Index concentration, where a few companies make up the bulk of the index’s value, is most pronounced in the UK, German and French markets, Fidelity International has found.
This causes a problem, because these stocks tend to come from a limited number of sectors, for example the five largest UK banks account for over 16 per cent of the FTSE All Share Index’s value.
This means that a problem in the banking sector would hit index-tracking funds hard due to their heavy reliance on banks.
The 18 biggest companies in the UK make up 50 per cent of the value of the FTSE All-Share Index, but most represent just five sectors: oils, banks, pharmaceuticals, mining and telecoms, Fidelity points out.
And the situation is set to worsen if Royal Dutch Shell goes ahead with plans to replace its dual market listing in the UK and Holland with a single quotation on the London Stock Exchange.
Shell could then – on its own – make up more than six per cent of the total market value.
And linking to an index – rather than investing in growth – could see earnings constrained as well as exposure to risk increased.

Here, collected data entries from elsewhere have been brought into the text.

//! Events emitted by the normalization engine.
//!
//! Every observable side effect of a device session (a capability grant, a
//! changed value, an enrollment step, an unmapped signal) is reported as a
//! [`MeshEvent`]. Hosts subscribe through the [`EventBus`](crate::eventbus::EventBus)
//! or plug their own [`EventSink`](crate::eventbus::EventSink).

use std::fmt;

use serde::{Deserialize, Serialize};

use crate::dialect::DialectSet;
use crate::value::AttributeValue;

/// Zone enrollment status.
///
/// Ordered: a zone only ever moves forward.
#[derive(Debug, Clone, Copy, PartialEq, Eq, Hash, PartialOrd, Ord, Default, Serialize, Deserialize)]
#[serde(rename_all = "snake_case")]
pub enum EnrollmentStatus {
    #[default]
    Unenrolled,
    EnrollRequested,
    Enrolled,
}

impl fmt::Display for EnrollmentStatus {
    fn fmt(&self, f: &mut fmt::Formatter<'_>) -> fmt::Result {
        match self {
            Self::Unenrolled => write!(f, "unenrolled"),
            Self::EnrollRequested => write!(f, "enroll_requested"),
            Self::Enrolled => write!(f, "enrolled"),
        }
    }
}

/// Where a signal came from.
#[derive(Debug, Clone, PartialEq, Eq, Serialize, Deserialize)]
#[serde(tag = "kind", rename_all = "snake_case")]
pub enum SignalSource {
    Datapoint { id: u8, tag: u8 },
    Attribute { endpoint: u8, cluster: u16, attribute: u16 },
    Command { endpoint: u8, cluster: u16, command: u8 },
}

impl fmt::Display for SignalSource {
    fn fmt(&self, f: &mut fmt::Formatter<'_>) -> fmt::Result {
        match self {
            Self::Datapoint { id, tag } => write!(f, "dp{}/tag{}", id, tag),
            Self::Attribute {
                endpoint,
                cluster,
                attribute,
            } => write!(f, "ep{}/0x{:04X}/attr 0x{:04X}", endpoint, cluster, attribute),
            Self::Command {
                endpoint,
                cluster,
                command,
            } => write!(f, "ep{}/0x{:04X}/cmd 0x{:02X}", endpoint, cluster, command),
        }
    }
}

/// Engine event.
#[derive(Debug, Clone, PartialEq, Serialize, Deserialize)]
#[serde(tag = "type", rename_all = "snake_case")]
pub enum MeshEvent {
    /// Dialect classification of a device was established or grew.
    DialectDetected {
        device_id: String,
        dialects: DialectSet,
        timestamp: i64,
    },

    /// A capability was added to a device.
    CapabilityGranted {
        device_id: String,
        capability: String,
        timestamp: i64,
    },

    /// A capability value changed.
    CapabilityChanged {
        device_id: String,
        capability: String,
        value: AttributeValue,
        timestamp: i64,
    },

    /// A signal no rule maps.
    UnknownSignal {
        device_id: String,
        source: SignalSource,
        value: AttributeValue,
        timestamp: i64,
    },

    /// A zone endpoint moved through the enrollment handshake.
    ZoneEnrollment {
        device_id: String,
        endpoint: u8,
        zone_id: u8,
        from: EnrollmentStatus,
        to: EnrollmentStatus,
        timestamp: i64,
    },

    /// A learned profile was synthesized.
    ProfileLearned {
        device_id: String,
        identifier: String,
        device_class: String,
        timestamp: i64,
    },

    /// An outbound request failed.
    OutboundFailed {
        device_id: String,
        request: String,
        error: String,
        will_retry: bool,
        timestamp: i64,
    },

    /// A datapoint frame could not be decoded.
    DecodeFailed {
        device_id: String,
        error: String,
        timestamp: i64,
    },
}

impl MeshEvent {
    /// Stable event name.
    pub fn name(&self) -> &'static str {
        match self {
            Self::DialectDetected { .. } => "dialect_detected",
            Self::CapabilityGranted { .. } => "capability_granted",
            Self::CapabilityChanged { .. } => "capability_changed",
            Self::UnknownSignal { .. } => "unknown_signal",
            Self::ZoneEnrollment { .. } => "zone_enrollment",
            Self::ProfileLearned { .. } => "profile_learned",
            Self::OutboundFailed { .. } => "outbound_failed",
            Self::DecodeFailed { .. } => "decode_failed",
        }
    }

    pub fn device_id(&self) -> &str {
        match self {
            Self::DialectDetected { device_id, .. }
            | Self::CapabilityGranted { device_id, .. }
            | Self::CapabilityChanged { device_id, .. }
            | Self::UnknownSignal { device_id, .. }
            | Self::ZoneEnrollment { device_id, .. }
            | Self::ProfileLearned { device_id, .. }
            | Self::OutboundFailed { device_id, .. }
            | Self::DecodeFailed { device_id, .. } => device_id,
        }
    }

    pub fn timestamp(&self) -> i64 {
        match self {
            Self::DialectDetected { timestamp, .. }
            | Self::CapabilityGranted { timestamp, .. }
            | Self::CapabilityChanged { timestamp, .. }
            | Self::UnknownSignal { timestamp, .. }
            | Self::ZoneEnrollment { timestamp, .. }
            | Self::ProfileLearned { timestamp, .. }
            | Self::OutboundFailed { timestamp, .. }
            | Self::DecodeFailed { timestamp, .. } => *timestamp,
        }
    }

    /// Payload as JSON, without the type tag.
    pub fn payload(&self) -> serde_json::Value {
        let mut value = serde_json::to_value(self).unwrap_or(serde_json::Value::Null);
        if let Some(map) = value.as_object_mut() {
            map.remove("type");
        }
        value
    }
}

impl fmt::Display for MeshEvent {
    fn fmt(&self, f: &mut fmt::Formatter<'_>) -> fmt::Result {
        write!(f, "{}({})", self.name(), self.device_id())
    }
}

/// Metadata attached to each published event.
#[derive(Debug, Clone, Serialize, Deserialize)]
pub struct EventMetadata {
    /// Unique event ID
    pub event_id: String,
    /// Groups events produced while handling one inbound message
    #[serde(skip_serializing_if = "Option::is_none")]
    pub correlation_id: Option<String>,
    /// Component that published
    pub source: String,
    pub timestamp: i64,
}

impl EventMetadata {
    pub fn new(source: impl Into<String>) -> Self {
        Self {
            event_id: uuid::Uuid::new_v4().to_string(),
            correlation_id: None,
            source: source.into(),
            timestamp: chrono::Utc::now().timestamp(),
        }
    }

    pub fn with_correlation_id(mut self, id: impl Into<String>) -> Self {
        self.correlation_id = Some(id.into());
        self
    }
}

“You cannot be an effective stock-picker if you are constrained by the index… My ‘go anywhere’ mandate means I can look for value in the large, mid-cap and small cap regions of the market,” said Sanjeev Shah, manager of the Fidelity UK Aggressive Fund.
The problem of sector concentration is equally prevalent in France and Germany, Fidelity notes.
Currently ten companies account for more than 60 per cent of the French CAC 40 index, while in Germany the top ten firms comprise 54.3 per cent of the HDAX index.
Index concentration is less noticeable in the US and Japanese markets.
The top ten companies in the Standard & Poors 500 Composite and the Nikkei 225 account for just 21 per cent and 30 per cent of the indices respectively – even though both lists contain fewer stocks than the FTSE All-Share.